Американские поэты (я не очень светский человек - знаю немногих), но те, с которыми мне приходилось говорить, ощущают это как ущерб и недостаток и пророчествуют о временах, когда метрика и силлабо-тоника возвратятся. А это показатель, от которого не увернешься.
ДГ. Ну, многие считают как раз наоборот: придет скоро время, когда и русскую поэзию начнут писать верлибром.
АЦ. Русская поэзия переболеет этим. Верлибром писали начиная с Кузмина, у Лимонова есть великолепные верлибры, я сам пытался в том же "Эдеме". Но это не нужно, и нам незачем отказываться от безумно богатой русской метрики, которая совершенно еще не исчерпана. Это леса, которые помогают нести постройку. Вот почему в английском языке получился такой, с моей точки зрения, провал. Конечно, лингвистическая структура языка имеет значение: слова короче, рифма беднее... И люди стали ощущать неудовлетворенность быстрее, чем это в русском языке. Но я абсолютно уверен, что если поэзии суждено выжить в этом языке, то она вернется к этим вещам.
ДГ. А что, если я скажу так: Алексей Цветков - продукт советского общества...
АЦ. Да.
ДГ. Это общество консервативное...
АД. Угу...
ДГ. А людям на Западе оно кажется как бы капсулой времени, где все застыло на каком-то этапе... общество очень стабильное не только в смысле политическом, но и в смысле культурном. Вы отрицаете абстрактное искусство? Вам не нравится верлибр. Может быть, это просто общий, врожденный, неизбежный советский консерватизм?
АЦ. Может быть, но на абстрактный вопрос не ответишь. Я могу на это ответить только тем, что у меня есть свои критерии, которые трудно сформулировать. Но, по-моему, это сказал Набоков, цитируя, по-моему, Хаусмана, что настоящая поэзия - это когда волоски на спине встают дыбом. Поэзия должна поражать. В современной же поэзии, американской, я просто не могу вспомнить много таких случаев. Тогда размер не важен. В том различие поэзии от прозы. Прозу выстраиваешь во времени, идя от начала к концу, как какую-то постройку. Поэзию видишь в общем - и пространственно, и во временном отношении. Где-то современная поэзия, в общем, тяготеет к малым формам - ее видишь целиком: либо она тебя ударяет, либо нет. Бессмысленно при этом рассуждать о консерватизме... И единственный критерий - это хороший или плохой вкус. Он над всеми нами довлеет, но... в прозе есть оговорки. А в поэзии оговорок никаких не может быть. Либо хорошо, либо плохо.
ДГ. А вам не кажется, что вы просто применяете критерии русской поэзии к американской поэзии...
АЦ. Нет, нет.
ДГ. И что тут другая среда... языковая...

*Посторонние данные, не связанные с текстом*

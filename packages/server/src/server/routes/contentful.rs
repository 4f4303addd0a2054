use axum::{
    extract::{Extension, Query},
    http::{header::CACHE_CONTROL, StatusCode},
    response::{IntoResponse, Response},
    Json,
};
use contentful_client::{assemble_resource_page, FetchOptions};
use serde::Deserialize;
use serde_json::json;

use crate::server::app::AppState;

const MISSING_CONFIG_MESSAGE: &str = "Contentful space ID, environment, or delivery token is missing. Please set CONTENTFUL_SPACE_ID, CONTENTFUL_ENVIRONMENT, and CONTENTFUL_DELIVERY_TOKEN.";
const PAGE_CACHE_CONTROL: &str = "public, max-age=30";

#[derive(Debug, Default, Deserialize)]
pub struct ResourcePageParams {
    pub slug: Option<String>,
    pub preview: Option<String>,
}

impl ResourcePageParams {
    fn slug_or<'a>(&'a self, default_slug: &'a str) -> &'a str {
        self.slug
            .as_deref()
            .filter(|slug| !slug.is_empty())
            .unwrap_or(default_slug)
    }

    /// Only a case-insensitive `true` enables preview.
    fn preview(&self) -> bool {
        self.preview
            .as_deref()
            .is_some_and(|value| value.eq_ignore_ascii_case("true"))
    }
}

/// `GET /api/contentful?slug=<slug>&preview=<bool>`
///
/// Returns the normalized landing page, or `500 {"error": ...}` when
/// Contentful is unconfigured or any fetch fails.
pub async fn contentful_handler(
    Extension(state): Extension<AppState>,
    Query(params): Query<ResourcePageParams>,
) -> Response {
    let Some(source) = state.source.as_ref() else {
        return error_response(MISSING_CONFIG_MESSAGE);
    };

    let slug = params.slug_or(&state.default_slug);
    let options = FetchOptions {
        preview: params.preview(),
    };

    match assemble_resource_page(source.as_ref(), slug, options).await {
        Ok(page) => (
            StatusCode::OK,
            [(CACHE_CONTROL, PAGE_CACHE_CONTROL)],
            Json(page),
        )
            .into_response(),
        Err(e) => {
            tracing::error!(error = %e, slug, preview = options.preview, "Contentful page request failed");
            error_response(&e.to_string())
        }
    }
}

fn error_response(message: &str) -> Response {
    (
        StatusCode::INTERNAL_SERVER_ERROR,
        Json(json!({ "error": message })),
    )
        .into_response()
}
//! The `entries` endpoint as a pluggable source.
//!
//! Page assembly only talks to [`EntrySource`], so it runs the same against
//! the HTTP client and against [`crate::testing::MockEntrySource`].

use async_trait::async_trait;

use crate::error::Result;
use crate::types::{EntriesResponse, FetchOptions};

/// Query for `GET /entries`.
#[derive(Debug, Clone, PartialEq, Eq)]
pub struct EntriesQuery {
    pub content_type: String,
    pub slug: Option<String>,
    pub include: u8,
    pub limit: u32,
    /// Restrict to entries whose `category` link targets one of these ids.
    /// Empty means unfiltered.
    pub category_ids: Vec<String>,
}

impl EntriesQuery {
    pub fn new(content_type: impl Into<String>) -> Self {
        Self {
            content_type: content_type.into(),
            slug: None,
            include: 0,
            limit: 100,
            category_ids: Vec::new(),
        }
    }

    pub fn slug(mut self, slug: impl Into<String>) -> Self {
        self.slug = Some(slug.into());
        self
    }

    pub fn include(mut self, depth: u8) -> Self {
        self.include = depth;
        self
    }

    pub fn limit(mut self, limit: u32) -> Self {
        self.limit = limit;
        self
    }

    pub fn category_ids(mut self, ids: Vec<String>) -> Self {
        self.category_ids = ids;
        self
    }

    /// Query-string pairs in request order.
    pub fn to_pairs(&self) -> Vec<(String, String)> {
        let mut pairs = vec![("content_type".to_string(), self.content_type.clone())];
        if let Some(slug) = &self.slug {
            pairs.push(("fields.slug".to_string(), slug.clone()));
        }
        pairs.push(("include".to_string(), self.include.to_string()));
        pairs.push(("limit".to_string(), self.limit.to_string()));
        if !self.category_ids.is_empty() {
            pairs.push((
                "fields.category.sys.id[in]".to_string(),
                self.category_ids.join(","),
            ));
        }
        pairs
    }
}

/// Something that can answer an entries query.
#[async_trait]
pub trait EntrySource: Send + Sync {
    async fn fetch_entries(
        &self,
        query: &EntriesQuery,
        options: FetchOptions,
    ) -> Result<EntriesResponse>;
}

#[cfg(test)]
mod tests {
    use super::*;

    #[test]
    fn test_pairs_omit_unset_slug_and_empty_categories() {
        let pairs = EntriesQuery::new("resourceEntry").include(2).limit(1000).to_pairs();
        let keys: Vec<_> = pairs.iter().map(|(k, _)| k.as_str()).collect();
        assert_eq!(keys, vec!["content_type", "include", "limit"]);
    }

    #[test]
    fn test_pairs_join_category_ids() {
        let pairs = EntriesQuery::new("resourceEntry")
            .category_ids(vec!["a".into(), "b".into()])
            .to_pairs();
        assert_eq!(
            pairs.last(),
            Some(&("fields.category.sys.id[in]".to_string(), "a,b".to_string()))
        );
    }

    #[test]
    fn test_pairs_include_slug() {
        let pairs = EntriesQuery::new("resourceLandingPage")
            .slug("resources")
            .include(3)
            .limit(1)
            .to_pairs();
        assert!(pairs.contains(&("fields.slug".to_string(), "resources".to_string())));
        assert!(pairs.contains(&("include".to_string(), "3".to_string())));
        assert!(pairs.contains(&("limit".to_string(), "1".to_string())));
    }
}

АЦ. Джон, то, что меня поражает в стихотворении русском, то меня поразит в стихотворении английском. Ну... зачем далеко ходить за примером?.. Стивенс - человек, который писал верлибром. Поразительный поэт, бесспорно. Но кому дано, а кому и не дано. Ведь это берут на вооружение просто потому, что это легко. Куда легче писать прозу, разбивая ее на кусочки, чем пытаться проделать огромную работу, революционную фактически, по возрождению метрики. Метрика была испокон связана вообще с поэзией. Другой поэзии не существовало - она родилась из музыки. И если ее отбросить, то можно все что угодно назвать поэзией.

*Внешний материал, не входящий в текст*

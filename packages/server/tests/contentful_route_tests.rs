//! HTTP-level tests for the resource page routes.
//!
//! The router runs in-process with an in-memory entry source, so no network
//! or Contentful credentials are needed.

use std::sync::Arc;
use std::time::Duration;

use axum::body::Body;
use axum::http::{header::CACHE_CONTROL, Request, StatusCode};
use contentful_client::testing::MockEntrySource;
use contentful_client::{EntriesResponse, EntrySource};
use http_body_util::BodyExt;
use serde_json::{json, Value};
use server_core::server::{build_app, AppState};
use tower::ServiceExt;

fn landing_source() -> MockEntrySource {
    let landing: EntriesResponse = serde_json::from_value(json!({
        "items": [{
            "sys": { "id": "landing" },
            "fields": {
                "slug": "resources",
                "title": "Resources",
                "categories": [{ "sys": { "id": "cat" } }]
            }
        }],
        "includes": { "Entry": [{ "sys": { "id": "cat" }, "fields": { "internalName": "Tools" } }] }
    }))
    .unwrap();
    let resources: EntriesResponse = serde_json::from_value(json!({
        "items": [{ "sys": { "id": "res" }, "fields": {
            "url": "https://res.dev",
            "category": { "sys": { "id": "cat" } }
        } }]
    }))
    .unwrap();

    MockEntrySource::new()
        .with_response("resourceLandingPage", landing)
        .with_response("resourceEntry", resources)
}

fn app_with(source: Option<MockEntrySource>) -> axum::Router {
    let source = source.map(|s| Arc::new(s) as Arc<dyn EntrySource>);
    build_app(AppState::new(source, "resources"), Duration::from_secs(5))
}

async fn get(app: axum::Router, uri: &str) -> (StatusCode, Option<String>, Value) {
    let response = app
        .oneshot(Request::builder().uri(uri).body(Body::empty()).unwrap())
        .await
        .unwrap();

    let status = response.status();
    let cache_control = response
        .headers()
        .get(CACHE_CONTROL)
        .and_then(|v| v.to_str().ok())
        .map(str::to_owned);
    let bytes = response.into_body().collect().await.unwrap().to_bytes();
    let body = serde_json::from_slice(&bytes).unwrap_or(Value::Null);
    (status, cache_control, body)
}

#[tokio::test]
async fn test_returns_page_with_cache_header() {
    let source = landing_source();
    let app = app_with(Some(source.clone()));

    let (status, cache_control, body) = get(app, "/api/contentful?slug=resources").await;

    assert_eq!(status, StatusCode::OK);
    assert_eq!(cache_control.as_deref(), Some("public, max-age=30"));
    assert_eq!(body["id"], "landing");
    assert_eq!(body["categories"][0]["title"], "Tools");
    assert_eq!(body["resources"][0]["category"]["id"], "cat");
    assert_eq!(source.call_count(), 2);
}

#[tokio::test]
async fn test_defaults_slug_and_parses_preview() {
    let source = landing_source();
    let app = app_with(Some(source.clone()));

    let (status, _, _) = get(app, "/api/contentful?preview=True").await;
    assert_eq!(status, StatusCode::OK);

    let (landing_query, options) = &source.calls()[0];
    assert_eq!(landing_query.slug.as_deref(), Some("resources"));
    assert!(options.preview);
}

#[tokio::test]
async fn test_missing_configuration_is_500() {
    let app = app_with(None);

    let (status, cache_control, body) = get(app, "/api/contentful").await;

    assert_eq!(status, StatusCode::INTERNAL_SERVER_ERROR);
    assert!(cache_control.is_none());
    assert!(body["error"].as_str().unwrap().contains("CONTENTFUL_SPACE_ID"));
}

#[tokio::test]
async fn test_not_found_is_reported_as_error() {
    let source = MockEntrySource::new();
    let app = app_with(Some(source.clone()));

    let (status, _, body) = get(app, "/api/contentful?slug=nope").await;

    assert_eq!(status, StatusCode::INTERNAL_SERVER_ERROR);
    assert_eq!(body["error"], "Landing page entry not found for slug 'nope'");
    assert_eq!(source.call_count(), 1);
}

#[tokio::test]
async fn test_upstream_error_message_is_forwarded() {
    let source = MockEntrySource::new().with_upstream_error(
        "resourceLandingPage",
        401,
        "AccessTokenInvalid: The access token is invalid.",
    );
    let app = app_with(Some(source));

    let (status, _, body) = get(app, "/api/contentful").await;

    assert_eq!(status, StatusCode::INTERNAL_SERVER_ERROR);
    assert_eq!(
        body["error"],
        "Contentful API error (401): AccessTokenInvalid: The access token is invalid."
    );
}

#[tokio::test]
async fn test_health_reports_configuration() {
    let (status, _, body) = get(app_with(None), "/health").await;
    assert_eq!(status, StatusCode::OK);
    assert_eq!(body["status"], "ok");
    assert_eq!(body["contentful"], "missing");

    let (_, _, body) = get(app_with(Some(landing_source())), "/health").await;
    assert_eq!(body["contentful"], "configured");
}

ДГ. Хорошо, давайте я сравнение приведу. Когда я брал интервью у Виктора Некрасова, он сказал, что, находясь в СССР, он знал, что ему надо делать, - ему нужно было как-то обходить цензуру.
АЦ. Угу.
ДГ. Это был его, его как бы прозаический размер. Это были те барьеры искусственные, которые надо было обходить или перескакивать. А приехав на Запад, он узнал, что тут можно писать все. И этим самым вся его деятельность потеряла свое основное назначение. И он долгое время не знал, что делать. Опять-таки, я выдвигаю обратный аргумент - приехал в Америку Алексей Цветков и начал применять эти старые размеры, потому что они были ему привычны. Ведь если вы спросите американского поэта, почему он не пишет традиционным размером, он скажет: "Это старомодно, это глупо, воспринимается как девятнадцатый век, это Теннисон..."
АЦ. В том-то и дело...
ДГ. ...не то что ему легче, он активно, упорно, с пеной у рта отбрыкивается от этого.
АЦ. Во-первых, Теннисона стоит перечитывать, так же как, и Суинберна, и многих других... Слишком, слишком быстро от этого отказались. Кроме того, это не совсем оправданное сравнение, потому что я все-таки приехал двадцати восьми лет. Не вполне, в общем, сложившимся еще поэтом. Я приехал, в отличие от Виктора Некрасова, не профессиональным литератором, то есть я зарабатывал на хлеб чем угодно, но не литературой. Ему нужно было обходить рогатки, потому что он просто жил этим. Ему надо было зарабатывать на хлеб, ему надо было публиковаться и как-то отчитываться в творческих командировках. Мне этого не надо было делать. Я понимаю, процесс освобождения занял значительное время по отъезде... но в такой зависимости я никогда не стоял от режима. Может, мы так неправильно повернули этот спор... в конечном счете дело не в силлабо-тонике, а в том, что конечный результат, плод, стихи -нехороши. Покажите мне хорошие стихи, покажите мне поэта, который постоянно выдает хорошую продукцию, и я поверю. Я знаю, что верлибром можно писать хорошие стихи, но я их не вижу. Потому что ослабло все.
ДГ. Так что вы остались в русле традиционной русской литературы, русской поэзии, поскольку вы отрицаете современную англоязычную поэзию.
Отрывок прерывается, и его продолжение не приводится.